## Your goal
Your reply should contain every record, restated word for word.

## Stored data
--------

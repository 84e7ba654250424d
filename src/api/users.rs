/// Citizen management: listing, bans and unbans
use crate::{
    auth::{AuthContext, Requirement, Role},
    context::AppContext,
    error::CivicResult,
    metrics,
    moderation::{AuditAction, AuditRecord},
};
use axum::{
    extract::{Path, State},
    routing::{get, post},
    Json, Router,
};
use serde::Deserialize;
use serde_json::{json, Value};

const MODERATORS: &[Role] = &[Role::Moderator, Role::SuperAdmin];

pub fn routes() -> Router<AppContext> {
    Router::new()
        .route("/manage-users/", get(manage_users))
        .route("/ban-user/:id/", post(ban_user))
        .route("/unban-user/:id/", post(unban_user))
}

/// Citizens, newest first
async fn manage_users(
    State(ctx): State<AppContext>,
    caller: AuthContext,
) -> CivicResult<Json<Value>> {
    caller.require(Requirement::AnyRole(MODERATORS))?;

    let citizens = ctx.account_manager.list_citizens().await?;
    Ok(Json(json!({ "citizens": citizens })))
}

#[derive(Debug, Default, Deserialize)]
struct BanForm {
    days: Option<i64>,
}

async fn ban_user(
    State(ctx): State<AppContext>,
    caller: AuthContext,
    Path(id): Path<i64>,
    form: Option<Json<BanForm>>,
) -> CivicResult<Json<Value>> {
    caller.require(Requirement::AnyRole(MODERATORS))?;

    let days = form
        .and_then(|Json(f)| f.days)
        .unwrap_or(ctx.config.moderation.default_ban_days);

    let citizen = ctx.account_manager.get_citizen(id).await?;
    // Out-of-range durations are rejected with 400
    let until = ctx.bans.ban(citizen.id, days).await?;

    let details = format!("{} days", days);
    ctx.audit
        .record(AuditRecord {
            actor_id: caller.user_id(),
            action: AuditAction::Ban,
            subject_user_id: Some(citizen.id),
            subject_issue_id: None,
            details: Some(&details),
        })
        .await;
    metrics::record_moderation_action(AuditAction::Ban.as_str());
    tracing::info!(user = %citizen.username, by = %caller.user.username, days, "User banned");

    Ok(Json(json!({
        "message": format!("{} has been banned for {} days.", citizen.username, days),
        "banned_until": until,
    })))
}

async fn unban_user(
    State(ctx): State<AppContext>,
    caller: AuthContext,
    Path(id): Path<i64>,
) -> CivicResult<Json<Value>> {
    caller.require(Requirement::AnyRole(MODERATORS))?;

    let citizen = ctx.account_manager.get_citizen(id).await?;
    ctx.bans.unban(citizen.id).await?;

    ctx.audit
        .record(AuditRecord {
            actor_id: caller.user_id(),
            action: AuditAction::Unban,
            subject_user_id: Some(citizen.id),
            subject_issue_id: None,
            details: None,
        })
        .await;
    metrics::record_moderation_action(AuditAction::Unban.as_str());
    tracing::info!(user = %citizen.username, by = %caller.user.username, "User unbanned");

    Ok(Json(json!({
        "message": format!("{} has been unbanned.", citizen.username),
    })))
}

--------

## Solution to this exercise
repository 84e7ba654250424d
filename src/api/users.rs
/// Citizen management: listing, bans and unbans
use crate::{
    auth::{AuthContext, Requirement, Role},
    context::AppContext,
    error::CivicResult,
    metrics,
    moderation::{AuditAction, AuditRecord},
};
use axum::{
    extract::{Path, State},
    routing::{get, post},
    Json, Router,
};
use serde::Deserialize;
use serde_json::{json, Value};

const MODERATORS: &[Role] = &[Role::Moderator, Role::SuperAdmin];

pub fn routes() -> Router<AppContext> {
    Router::new()
        .route("/manage-users/", get(manage_users))
        .route("/ban-user/:id/", post(ban_user))
        .route("/unban-user/:id/", post(unban_user))
}

/// Citizens, newest first
async fn manage_users(
    State(ctx): State<AppContext>,
    caller: AuthContext,
) -> CivicResult<Json<Value>> {
    caller.require(Requirement::AnyRole(MODERATORS))?;

    let citizens = ctx.account_manager.list_citizens().await?;
    Ok(Json(json!({ "citizens": citizens })))
}

#[derive(Debug, Default, Deserialize)]
struct BanForm {
    days: Option<i64>,
}

async fn ban_user(
    State(ctx): State<AppContext>,
    caller: AuthContext,
    Path(id): Path<i64>,
    form: Option<Json<BanForm>>,
) -> CivicResult<Json<Value>> {
    caller.require(Requirement::AnyRole(MODERATORS))?;

    let days = form
        .and_then(|Json(f)| f.days)
        .unwrap_or(ctx.config.moderation.default_ban_days);

    let citizen = ctx.account_manager.get_citizen(id).await?;
    // Out-of-range durations are rejected with 400
    let until = ctx.bans.ban(citizen.id, days).await?;

    let details = format!("{} days", days);
    ctx.audit
        .record(AuditRecord {
            actor_id: caller.user_id(),
            action: AuditAction::Ban,
            subject_user_id: Some(citizen.id),
            subject_issue_id: None,
            details: Some(&details),
        })
        .await;
    metrics::record_moderation_action(AuditAction::Ban.as_str());
    tracing::info!(user = %citizen.username, by = %caller.user.username, days, "User banned");

    Ok(Json(json!({
        "message": format!("{} has been banned for {} days.", citizen.username, days),
        "banned_until": until,
    })))
}

async fn unban_user(
    State(ctx): State<AppContext>,
    caller: AuthContext,
    Path(id): Path<i64>,
) -> CivicResult<Json<Value>> {
    caller.require(Requirement::AnyRole(MODERATORS))?;

    let citizen = ctx.account_manager.get_citizen(id).await?;
    ctx.bans.unban(citizen.id).await?;

    ctx.audit
        .record(AuditRecord {
            actor_id: caller.user_id(),
            action: AuditAction::Unban,
            subject_user_id: Some(citizen.id),
            subject_issue_id: None,
            details: None,
        })
        .await;
    metrics::record_moderation_action(AuditAction::Unban.as_str());
    tracing::info!(user = %citizen.username, by = %caller.user.username, "User unbanned");

    Ok(Json(json!({
        "message": format!("{} has been unbanned.", citizen.username),
    })))
}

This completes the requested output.